--- Extracted records Enclosed Below ---
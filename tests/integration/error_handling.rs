// tests/integration/error_handling.rs

use std::io::Write;

use buildplan::config::{load_and_validate, load_from_path};
use buildplan::errors::BuildPlanError;
use tempfile::NamedTempFile;

fn config_file(contents: &str) -> NamedTempFile {
    let mut file = NamedTempFile::new().unwrap();
    write!(file, "{contents}").unwrap();
    file
}

#[test]
fn test_dag_cycle_returns_structured_error() {
    let file = config_file(
        r#"
[task.A]
after = ["B"]

[task.B]
after = ["A"]
"#,
    );

    match load_and_validate(file.path()) {
        Err(BuildPlanError::DagCycle(msg)) => {
            assert!(msg.contains("cycle detected"));
            assert!(msg.contains("A") || msg.contains("B"));
        }
        Err(e) => panic!("Expected DagCycle error, got: {:?}", e),
        Ok(_) => panic!("Expected error, got Ok"),
    }
}

#[test]
fn test_unknown_dependency_returns_config_error() {
    let file = config_file(
        r#"
[task.A]
after = ["NonExistent"]
"#,
    );

    match load_and_validate(file.path()) {
        Err(BuildPlanError::ConfigError(msg)) => {
            assert!(msg.contains("unknown dependency"));
            assert!(msg.contains("NonExistent"));
        }
        Err(e) => panic!("Expected ConfigError, got: {:?}", e),
        Ok(_) => panic!("Expected error, got Ok"),
    }
}

#[test]
fn test_self_dependency_returns_config_error() {
    let file = config_file(
        r#"
[task.A]
after = ["A"]
"#,
    );

    let err = load_and_validate(file.path()).unwrap_err();
    assert!(matches!(err, BuildPlanError::ConfigError(msg) if msg.contains("itself")));
}

#[test]
fn test_unknown_artifact_reference_returns_config_error() {
    let file = config_file(
        r#"
[task.compile.properties.deps]
classes = { output_of = "ghost" }
"#,
    );

    match load_and_validate(file.path()) {
        Err(BuildPlanError::ConfigError(msg)) => {
            assert!(msg.contains("ghost"));
            assert!(msg.contains("output_of"));
        }
        Err(e) => panic!("Expected ConfigError, got: {:?}", e),
        Ok(_) => panic!("Expected error, got Ok"),
    }
}

#[test]
fn test_empty_config_is_rejected() {
    let file = config_file("[config]\ndispatch_order = \"last\"\n");

    let err = load_and_validate(file.path()).unwrap_err();
    assert!(matches!(err, BuildPlanError::ConfigError(msg) if msg.contains("at least one")));
}

#[test]
fn test_invalid_toml_returns_toml_error() {
    let file = config_file("[task.A\nafter = ");

    let err = load_from_path(file.path()).unwrap_err();
    assert!(matches!(err, BuildPlanError::TomlError(_)));
}

#[test]
fn test_unknown_dispatch_order_returns_toml_error() {
    let file = config_file(
        r#"
[config]
dispatch_order = "random"

[task.A]
"#,
    );

    let err = load_from_path(file.path()).unwrap_err();
    assert!(matches!(err, BuildPlanError::TomlError(_)));
}

#[test]
fn test_missing_file_returns_io_error() {
    let dir = tempfile::tempdir().unwrap();
    let err = load_and_validate(dir.path().join("Buildplan.toml")).unwrap_err();
    assert!(matches!(err, BuildPlanError::IoError(_)));
}

#[test]
fn test_valid_config_loads_with_defaults() {
    let file = config_file(
        r#"
[task.generate.properties]
out = { output = "build/gen" }

[task.compile]
description = "compile sources"
[task.compile.properties]
sources = { output_of = "generate" }
"#,
    );

    let cfg = load_and_validate(file.path()).unwrap();

    assert_eq!(cfg.task_names().collect::<Vec<_>>(), vec!["compile", "generate"]);
    assert!(!cfg.config.fail_on_diagnostics);
    assert_eq!(
        cfg.task["compile"].description.as_deref(),
        Some("compile sources")
    );
}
--- End of Enclosed Extracted records ---
What you are asked to do :: Output the whole of the material above, exactly.

Problem solution ::
filename tests/integration/error_handling.rs
// tests/integration/error_handling.rs

use std::io::Write;

use buildplan::config::{load_and_validate, load_from_path};
use buildplan::errors::BuildPlanError;
use tempfile::NamedTempFile;

fn config_file(contents: &str) -> NamedTempFile {
    let mut file = NamedTempFile::new().unwrap();
    write!(file, "{contents}").unwrap();
    file
}

#[test]
fn test_dag_cycle_returns_structured_error() {
    let file = config_file(
        r#"
[task.A]
after = ["B"]

[task.B]
after = ["A"]
"#,
    );

    match load_and_validate(file.path()) {
        Err(BuildPlanError::DagCycle(msg)) => {
            assert!(msg.contains("cycle detected"));
            assert!(msg.contains("A") || msg.contains("B"));
        }
        Err(e) => panic!("Expected DagCycle error, got: {:?}", e),
        Ok(_) => panic!("Expected error, got Ok"),
    }
}

#[test]
fn test_unknown_dependency_returns_config_error() {
    let file = config_file(
        r#"
[task.A]
after = ["NonExistent"]
"#,
    );

    match load_and_validate(file.path()) {
        Err(BuildPlanError::ConfigError(msg)) => {
            assert!(msg.contains("unknown dependency"));
            assert!(msg.contains("NonExistent"));
        }
        Err(e) => panic!("Expected ConfigError, got: {:?}", e),
        Ok(_) => panic!("Expected error, got Ok"),
    }
}

#[test]
fn test_self_dependency_returns_config_error() {
    let file = config_file(
        r#"
[task.A]
after = ["A"]
"#,
    );

    let err = load_and_validate(file.path()).unwrap_err();
    assert!(matches!(err, BuildPlanError::ConfigError(msg) if msg.contains("itself")));
}

#[test]
fn test_unknown_artifact_reference_returns_config_error() {
    let file = config_file(
        r#"
[task.compile.properties.deps]
classes = { output_of = "ghost" }
"#,
    );

    match load_and_validate(file.path()) {
        Err(BuildPlanError::ConfigError(msg)) => {
            assert!(msg.contains("ghost"));
            assert!(msg.contains("output_of"));
        }
        Err(e) => panic!("Expected ConfigError, got: {:?}", e),
        Ok(_) => panic!("Expected error, got Ok"),
    }
}

#[test]
fn test_empty_config_is_rejected() {
    let file = config_file("[config]\ndispatch_order = \"last\"\n");

    let err = load_and_validate(file.path()).unwrap_err();
    assert!(matches!(err, BuildPlanError::ConfigError(msg) if msg.contains("at least one")));
}

#[test]
fn test_invalid_toml_returns_toml_error() {
    let file = config_file("[task.A\nafter = ");

    let err = load_from_path(file.path()).unwrap_err();
    assert!(matches!(err, BuildPlanError::TomlError(_)));
}

#[test]
fn test_unknown_dispatch_order_returns_toml_error() {
    let file = config_file(
        r#"
[config]
dispatch_order = "random"

[task.A]
"#,
    );

    let err = load_from_path(file.path()).unwrap_err();
    assert!(matches!(err, BuildPlanError::TomlError(_)));
}

#[test]
fn test_missing_file_returns_io_error() {
    let dir = tempfile::tempdir().unwrap();
    let err = load_and_validate(dir.path().join("Buildplan.toml")).unwrap_err();
    assert!(matches!(err, BuildPlanError::IoError(_)));
}

#[test]
fn test_valid_config_loads_with_defaults() {
    let file = config_file(
        r#"
[task.generate.properties]
out = { output = "build/gen" }

[task.compile]
description = "compile sources"
[task.compile.properties]
sources = { output_of = "generate" }
"#,
    );

    let cfg = load_and_validate(file.path()).unwrap();

    assert_eq!(cfg.task_names().collect::<Vec<_>>(), vec!["compile", "generate"]);
    assert!(!cfg.config.fail_on_diagnostics);
    assert_eq!(
        cfg.task["compile"].description.as_deref(),
        Some("compile sources")
    );
}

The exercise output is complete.